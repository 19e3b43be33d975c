use std::sync::{Arc, Mutex};
use std::time::Duration;

use recopanel_core::config::PanelConfig;
use recopanel_core::notification::{ACTION_LOG_EVENT, TOGGLE_COMMAND};
use recopanel_core::types::ButtonVariant;
use recopanel_engine::runtime::{InputEvent, Panel};
use recopanel_engine::traits::{PanelSurface, Transport};
use serde_json::{Value, json};
use tokio::sync::mpsc;

/// In-process stand-in for the real-time channel: commands go to the fake
/// recognizer task, notifications come back on the subscribed receiver.
struct LoopbackTransport {
    commands: mpsc::Sender<()>,
    notifications: Mutex<Option<mpsc::Receiver<Value>>>,
}

#[async_trait::async_trait]
impl Transport for LoopbackTransport {
    async fn emit(&self, event: &str) -> anyhow::Result<()> {
        anyhow::ensure!(event == TOGGLE_COMMAND, "unknown outbound event: {event}");
        self.commands.send(()).await?;
        Ok(())
    }

    async fn subscribe(&self, event: &str) -> anyhow::Result<mpsc::Receiver<Value>> {
        anyhow::ensure!(event == ACTION_LOG_EVENT, "unknown inbound event: {event}");
        self.notifications
            .lock()
            .unwrap()
            .take()
            .ok_or_else(|| anyhow::anyhow!("{event} already subscribed"))
    }
}

/// Mirrors the original recognizer: each toggle detects one action after a
/// short delay, reports it over `action_log`, then switches itself off.
fn spawn_fake_recognizer(mut commands: mpsc::Receiver<()>, notify: mpsc::Sender<Value>) {
    tokio::spawn(async move {
        let mut action = 0u32;
        while commands.recv().await.is_some() {
            tokio::time::sleep(Duration::from_millis(150)).await;
            action += 1;
            let payload = json!({ "data": format!("Action {action} detected") });
            if notify.send(payload).await.is_err() {
                break;
            }
        }
    });
}

struct StdoutSurface;

impl PanelSurface for StdoutSurface {
    fn set_button(&mut self, label: &str, variant: ButtonVariant, enabled: bool) {
        let interactivity = if enabled { "enabled" } else { "disabled" };
        println!("[button] {label:?} ({variant:?}, {interactivity})");
    }

    fn prepend_entry(&mut self, line: &str) {
        println!("[log]    {line}");
    }
}

#[tokio::main]
async fn main() -> anyhow::Result<()> {
    // Demo behavior: drive the panel through a scripted session against a
    // loopback recognizer, printing every affordance change and log entry.

    let (command_tx, command_rx) = mpsc::channel(16);
    let (notify_tx, notify_rx) = mpsc::channel(16);
    spawn_fake_recognizer(command_rx, notify_tx);

    let transport = Arc::new(LoopbackTransport {
        commands: command_tx,
        notifications: Mutex::new(Some(notify_rx)),
    });

    let mut surface = StdoutSurface;
    let panel = Panel::new(PanelConfig::default(), transport, &mut surface);

    let (input_tx, input_rx) = mpsc::channel(16);

    tokio::spawn(async move {
        // Pointer click starts a recognition pass.
        let _ = input_tx.send(InputEvent::PointerClick).await;

        // A second click while busy is swallowed by the guard.
        let _ = input_tx.send(InputEvent::PointerClick).await;

        tokio::time::sleep(Duration::from_millis(300)).await;

        // The spacebar converges on the same activation path.
        let _ = input_tx.send(InputEvent::KeyDown(" ".into())).await;

        // Any other key is ignored.
        let _ = input_tx.send(InputEvent::KeyDown("Enter".into())).await;

        tokio::time::sleep(Duration::from_millis(300)).await;
        // Dropping the sender ends the session.
    });

    let panel = panel.run(&mut surface, input_rx).await?;

    println!(
        "session over: state={:?}, {} log entries",
        panel.state(),
        panel.log().len()
    );

    Ok(())
}
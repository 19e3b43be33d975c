use std::sync::Arc;

use recopanel_core::config::PanelConfig;
use recopanel_core::notification::{ActionNotification, TOGGLE_COMMAND};
use recopanel_core::types::{ButtonVariant, LogKind, ToggleState};
use serde_json::Value;

use crate::log_feed::LogFeed;
use crate::traits::{PanelSurface, Transport};

/// Gates user-initiated commands so that at most one is outstanding, and
/// presents the matching affordance for each state.
pub struct ToggleController {
    cfg: PanelConfig,
    state: ToggleState,
    transport: Arc<dyn Transport>,
}

impl ToggleController {
    pub fn new(
        cfg: PanelConfig,
        transport: Arc<dyn Transport>,
        surface: &mut dyn PanelSurface,
    ) -> Self {
        surface.set_button(&cfg.idle_label, ButtonVariant::Primary, true);
        Self {
            cfg,
            state: ToggleState::Idle,
            transport,
        }
    }

    /// There is no timeout: a lost notification leaves the controller Busy
    /// for good, and this accessor is how that shows up.
    pub fn state(&self) -> ToggleState {
        self.state
    }

    /// Issues the toggle command unless one is already outstanding.
    /// Returns whether a command was emitted.
    pub async fn activate(&mut self, surface: &mut dyn PanelSurface) -> anyhow::Result<bool> {
        if self.state == ToggleState::Busy {
            // Re-entrancy guard, not an error: the disabled affordance is the
            // only user-visible signal.
            log::debug!("activation ignored while busy");
            return Ok(false);
        }

        self.set_state(ToggleState::Busy);
        surface.set_button(&self.cfg.busy_label, ButtonVariant::Danger, false);

        // A failed emit keeps us Busy: there is no retry path, and the stuck
        // affordance is the anomaly signal (see `state`).
        self.transport.emit(TOGGLE_COMMAND).await?;
        Ok(true)
    }

    /// Handles one `action_log` notification: append a Success entry and
    /// restore the idle affordance. Resets unconditionally so a stray
    /// notification while already Idle recovers cleanly.
    pub fn on_completed(
        &mut self,
        surface: &mut dyn PanelSurface,
        feed: &mut LogFeed,
        payload: &Value,
    ) {
        let message = match ActionNotification::from_payload(payload) {
            Ok(notification) => notification.data,
            Err(e) => {
                log::warn!("malformed action_log payload: {e}");
                self.cfg.placeholder_message.clone()
            }
        };

        feed.append(surface, message, LogKind::Success);

        self.set_state(ToggleState::Idle);
        surface.set_button(&self.cfg.idle_label, ButtonVariant::Primary, true);
    }

    fn set_state(&mut self, next: ToggleState) {
        if self.state != next {
            log::info!("toggle state: {:?} -> {:?}", self.state, next);
        }
        self.state = next;
    }
}
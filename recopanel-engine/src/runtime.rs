use std::sync::Arc;

use recopanel_core::config::PanelConfig;
use recopanel_core::input::{KeyDecision, dispatch_key};
use recopanel_core::notification::ACTION_LOG_EVENT;
use recopanel_core::types::{LogEntry, ToggleState};
use serde_json::Value;
use tokio::sync::mpsc;

use crate::controller::ToggleController;
use crate::log_feed::LogFeed;
use crate::traits::{PanelSurface, Transport};

/// A user gesture as delivered by the embedding's input adapters.
#[derive(Debug, Clone, PartialEq, Eq)]
pub enum InputEvent {
    PointerClick,
    // The DOM-style key name of a page-global keydown.
    KeyDown(String),
}

/// The assembled control panel: controller plus log feed, constructed once
/// at session start and driven by the event loop in `run`.
pub struct Panel {
    controller: ToggleController,
    feed: LogFeed,
    transport: Arc<dyn Transport>,
}

impl Panel {
    pub fn new(
        cfg: PanelConfig,
        transport: Arc<dyn Transport>,
        surface: &mut dyn PanelSurface,
    ) -> Self {
        let feed = LogFeed::new(&cfg, surface);
        let controller = ToggleController::new(cfg, transport.clone(), surface);
        Self {
            controller,
            feed,
            transport,
        }
    }

    pub fn state(&self) -> ToggleState {
        self.controller.state()
    }

    pub fn log(&self) -> &[LogEntry] {
        self.feed.entries()
    }

    /// Both input adapters converge here, so exactly one code path owns the
    /// re-entrancy guard and the affordance transition.
    pub async fn handle_input(
        &mut self,
        surface: &mut dyn PanelSurface,
        event: InputEvent,
    ) -> anyhow::Result<()> {
        match event {
            InputEvent::PointerClick => {
                self.controller.activate(surface).await?;
            }
            InputEvent::KeyDown(key) => {
                if dispatch_key(&key) == KeyDecision::Activate {
                    self.controller.activate(surface).await?;
                }
            }
        }
        Ok(())
    }

    pub fn handle_notification(&mut self, surface: &mut dyn PanelSurface, payload: &Value) {
        self.controller
            .on_completed(surface, &mut self.feed, payload);
    }

    /// Single-task event loop: user gestures and server notifications
    /// interleave here, so the toggle state needs no lock. Returns when the
    /// input channel or the notification stream closes.
    pub async fn run(
        mut self,
        surface: &mut dyn PanelSurface,
        mut inputs: mpsc::Receiver<InputEvent>,
    ) -> anyhow::Result<Self> {
        let mut notifications = self.transport.subscribe(ACTION_LOG_EVENT).await?;

        loop {
            tokio::select! {
                maybe_input = inputs.recv() => match maybe_input {
                    Some(event) => {
                        // A failed emit leaves the panel Busy, the same
                        // observable condition as a lost notification; the
                        // session keeps running so a later `action_log` can
                        // still recover it.
                        if let Err(e) = self.handle_input(surface, event).await {
                            log::warn!("command emit failed: {e}");
                        }
                    }
                    None => break,
                },
                maybe_payload = notifications.recv() => match maybe_payload {
                    Some(payload) => self.handle_notification(surface, &payload),
                    None => break,
                },
            }
        }

        Ok(self)
    }
}
//! Job card record, creation input, and the staff-mutable partial update.

use serde::{Deserialize, Serialize};
use time::OffsetDateTime;
use uuid::Uuid;

use crate::status::{JobStatus, Priority};

/// The central record tracking one vehicle's repair from intake to closure.
///
/// `status` and the stage timestamps are written only by the lifecycle
/// engine; every other mutable field changes only through [`JobPatch`].
#[derive(Debug, Clone, PartialEq, Serialize, Deserialize)]
pub struct JobCard {
    pub id: Uuid,
    /// Owning workshop (tenant). All staff access is scoped by this id.
    pub workshop_id: Uuid,
    pub registration_number: String,
    pub vehicle_id: Option<Uuid>,

    pub status: JobStatus,
    pub priority: Priority,
    /// Customer-reported symptoms, in the order they were recorded.
    pub symptoms: Vec<String>,
    /// Opaque diagnosis payload attached by the diagnostic collaborator.
    /// The lifecycle engine inspects presence only.
    pub diagnosis: Option<serde_json::Value>,
    /// Opaque estimate payload attached by the estimating collaborator.
    pub estimate: Option<serde_json::Value>,

    pub customer_phone: Option<String>,
    pub customer_email: Option<String>,
    pub assigned_technician_id: Option<Uuid>,
    /// Last staff actor to mutate the record. None when the most recent
    /// mutation was token-authenticated.
    pub updated_by: Option<Uuid>,

    #[serde(with = "time::serde::rfc3339")]
    pub created_at: OffsetDateTime,
    #[serde(with = "time::serde::rfc3339")]
    pub updated_at: OffsetDateTime,

    // Stage timestamps. Set only by the lifecycle engine on stage entry;
    // once set they are never cleared, even if the job later re-enters an
    // earlier stage through the concern or reject branches.
    #[serde(with = "time::serde::rfc3339::option")]
    pub sent_for_approval_at: Option<OffsetDateTime>,
    #[serde(with = "time::serde::rfc3339::option")]
    pub customer_approved_at: Option<OffsetDateTime>,
    #[serde(with = "time::serde::rfc3339::option")]
    pub started_at: Option<OffsetDateTime>,
    #[serde(with = "time::serde::rfc3339::option")]
    pub closed_at: Option<OffsetDateTime>,

    /// Opaque capability string for the customer approval link.
    /// At most one live token per job; consumed on use.
    pub approval_token: Option<String>,
    #[serde(with = "time::serde::rfc3339::option")]
    pub approval_expires_at: Option<OffsetDateTime>,

    /// Free text attached to the most recent transition.
    pub status_notes: Option<String>,
}

impl JobCard {
    /// Build a new job card in CREATED from intake input.
    pub fn create(workshop_id: Uuid, input: NewJob, now: OffsetDateTime) -> Self {
        JobCard {
            id: Uuid::new_v4(),
            workshop_id,
            registration_number: input.registration_number,
            vehicle_id: input.vehicle_id,
            status: JobStatus::Created,
            priority: input.priority.unwrap_or_default(),
            symptoms: input.symptoms,
            diagnosis: None,
            estimate: None,
            customer_phone: input.customer_phone,
            customer_email: input.customer_email,
            assigned_technician_id: input.assigned_technician_id,
            updated_by: None,
            created_at: now,
            updated_at: now,
            sent_for_approval_at: None,
            customer_approved_at: None,
            started_at: None,
            closed_at: None,
            approval_token: None,
            approval_expires_at: None,
            status_notes: None,
        }
    }

    /// Record the stage timestamp for entering `target`, if that stage
    /// carries one. Re-entry refreshes the stamp; nothing ever clears it.
    pub fn stamp_stage_entry(&mut self, target: JobStatus, now: OffsetDateTime) {
        match target {
            JobStatus::CustomerApproval => self.sent_for_approval_at = Some(now),
            JobStatus::InProgress => self.started_at = Some(now),
            JobStatus::Closed => self.closed_at = Some(now),
            _ => {}
        }
    }
}

/// Intake input for creating a job card.
#[derive(Debug, Clone, Default, Serialize, Deserialize)]
pub struct NewJob {
    pub registration_number: String,
    #[serde(default)]
    pub vehicle_id: Option<Uuid>,
    #[serde(default)]
    pub priority: Option<Priority>,
    #[serde(default)]
    pub symptoms: Vec<String>,
    #[serde(default)]
    pub customer_phone: Option<String>,
    #[serde(default)]
    pub customer_email: Option<String>,
    #[serde(default)]
    pub assigned_technician_id: Option<Uuid>,
}

/// Partial update covering exactly the staff-mutable fields.
///
/// The field list is the allow-list: anything not present here cannot be
/// touched by the update path, so an illegal field is a compile error rather
/// than a silently dropped key. Status, stage timestamps, and token fields
/// deliberately have no counterpart in this struct.
#[derive(Debug, Clone, Default, Serialize, Deserialize)]
pub struct JobPatch {
    #[serde(default)]
    pub symptoms: Option<Vec<String>>,
    #[serde(default)]
    pub customer_phone: Option<String>,
    #[serde(default)]
    pub customer_email: Option<String>,
    #[serde(default)]
    pub assigned_technician_id: Option<Uuid>,
    #[serde(default)]
    pub priority: Option<Priority>,
    #[serde(default)]
    pub status_notes: Option<String>,
    #[serde(default)]
    pub diagnosis: Option<serde_json::Value>,
    #[serde(default)]
    pub estimate: Option<serde_json::Value>,
}

impl JobPatch {
    /// True when no field is populated.
    pub fn is_empty(&self) -> bool {
        self.symptoms.is_none()
            && self.customer_phone.is_none()
            && self.customer_email.is_none()
            && self.assigned_technician_id.is_none()
            && self.priority.is_none()
            && self.status_notes.is_none()
            && self.diagnosis.is_none()
            && self.estimate.is_none()
    }

    /// Apply the populated fields to `job`, returning the names of the
    /// fields that were written (for the audit snapshot).
    pub fn apply(&self, job: &mut JobCard) -> Vec<&'static str> {
        let mut changed = Vec::new();
        if let Some(symptoms) = &self.symptoms {
            job.symptoms = symptoms.clone();
            changed.push("symptoms");
        }
        if let Some(phone) = &self.customer_phone {
            job.customer_phone = Some(phone.clone());
            changed.push("customer_phone");
        }
        if let Some(email) = &self.customer_email {
            job.customer_email = Some(email.clone());
            changed.push("customer_email");
        }
        if let Some(technician) = self.assigned_technician_id {
            job.assigned_technician_id = Some(technician);
            changed.push("assigned_technician_id");
        }
        if let Some(priority) = self.priority {
            job.priority = priority;
            changed.push("priority");
        }
        if let Some(notes) = &self.status_notes {
            job.status_notes = Some(notes.clone());
            changed.push("status_notes");
        }
        if let Some(diagnosis) = &self.diagnosis {
            job.diagnosis = Some(diagnosis.clone());
            changed.push("diagnosis");
        }
        if let Some(estimate) = &self.estimate {
            job.estimate = Some(estimate.clone());
            changed.push("estimate");
        }
        changed
    }
}

// ──────────────────────────────────────────────
// Tests
// ──────────────────────────────────────────────

#[cfg(test)]
mod tests {
    use super::*;
    use time::macros::datetime;

    fn make_job() -> JobCard {
        JobCard::create(
            Uuid::new_v4(),
            NewJob {
                registration_number: "KA-01-HH-1234".to_string(),
                ..NewJob::default()
            },
            datetime!(2025-06-01 09:00 UTC),
        )
    }

    #[test]
    fn create_starts_in_created_with_defaults() {
        let job = make_job();
        assert_eq!(job.status, JobStatus::Created);
        assert_eq!(job.priority, Priority::Normal);
        assert!(job.symptoms.is_empty());
        assert!(job.diagnosis.is_none());
        assert!(job.approval_token.is_none());
        assert_eq!(job.created_at, job.updated_at);
    }

    #[test]
    fn stage_stamps_only_for_stamped_stages() {
        let mut job = make_job();
        let now = datetime!(2025-06-02 10:00 UTC);

        job.stamp_stage_entry(JobStatus::Diagnosed, now);
        assert!(job.sent_for_approval_at.is_none());
        assert!(job.started_at.is_none());
        assert!(job.closed_at.is_none());

        job.stamp_stage_entry(JobStatus::CustomerApproval, now);
        assert_eq!(job.sent_for_approval_at, Some(now));

        job.stamp_stage_entry(JobStatus::InProgress, now);
        assert_eq!(job.started_at, Some(now));

        job.stamp_stage_entry(JobStatus::Closed, now);
        assert_eq!(job.closed_at, Some(now));
    }

    #[test]
    fn re_entry_refreshes_stamp_without_clearing_others() {
        let mut job = make_job();
        let first = datetime!(2025-06-02 10:00 UTC);
        let second = datetime!(2025-06-03 15:30 UTC);

        job.stamp_stage_entry(JobStatus::CustomerApproval, first);
        job.stamp_stage_entry(JobStatus::InProgress, first);
        // Concern branch sends the job back; a later re-entry refreshes the
        // approval stamp but started_at survives.
        job.stamp_stage_entry(JobStatus::CustomerApproval, second);

        assert_eq!(job.sent_for_approval_at, Some(second));
        assert_eq!(job.started_at, Some(first));
    }

    #[test]
    fn patch_applies_only_populated_fields() {
        let mut job = make_job();
        let patch = JobPatch {
            symptoms: Some(vec!["engine knock".to_string()]),
            priority: Some(Priority::High),
            ..JobPatch::default()
        };

        let changed = patch.apply(&mut job);
        assert_eq!(changed, vec!["symptoms", "priority"]);
        assert_eq!(job.symptoms, vec!["engine knock".to_string()]);
        assert_eq!(job.priority, Priority::High);
        assert!(job.customer_phone.is_none());
    }

    #[test]
    fn empty_patch_is_detected() {
        assert!(JobPatch::default().is_empty());
        let patch = JobPatch {
            diagnosis: Some(serde_json::json!({"fault": "worn pads"})),
            ..JobPatch::default()
        };
        assert!(!patch.is_empty());
    }

    #[test]
    fn job_serialization_round_trips() {
        let mut job = make_job();
        job.diagnosis = Some(serde_json::json!({"fault": "worn pads"}));
        job.stamp_stage_entry(JobStatus::CustomerApproval, datetime!(2025-06-02 10:00 UTC));

        let json = serde_json::to_string(&job).unwrap();
        let parsed: JobCard = serde_json::from_str(&json).unwrap();
        assert_eq!(parsed, job);
    }
}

----------------------------------------

> **WHAT IS EXPECTED**: Every line above that holds the string "StdoutSurface" should be returned.

> **YOUR RESPONSE**:
struct StdoutSurface;
impl PanelSurface for StdoutSurface {
    let mut surface = StdoutSurface;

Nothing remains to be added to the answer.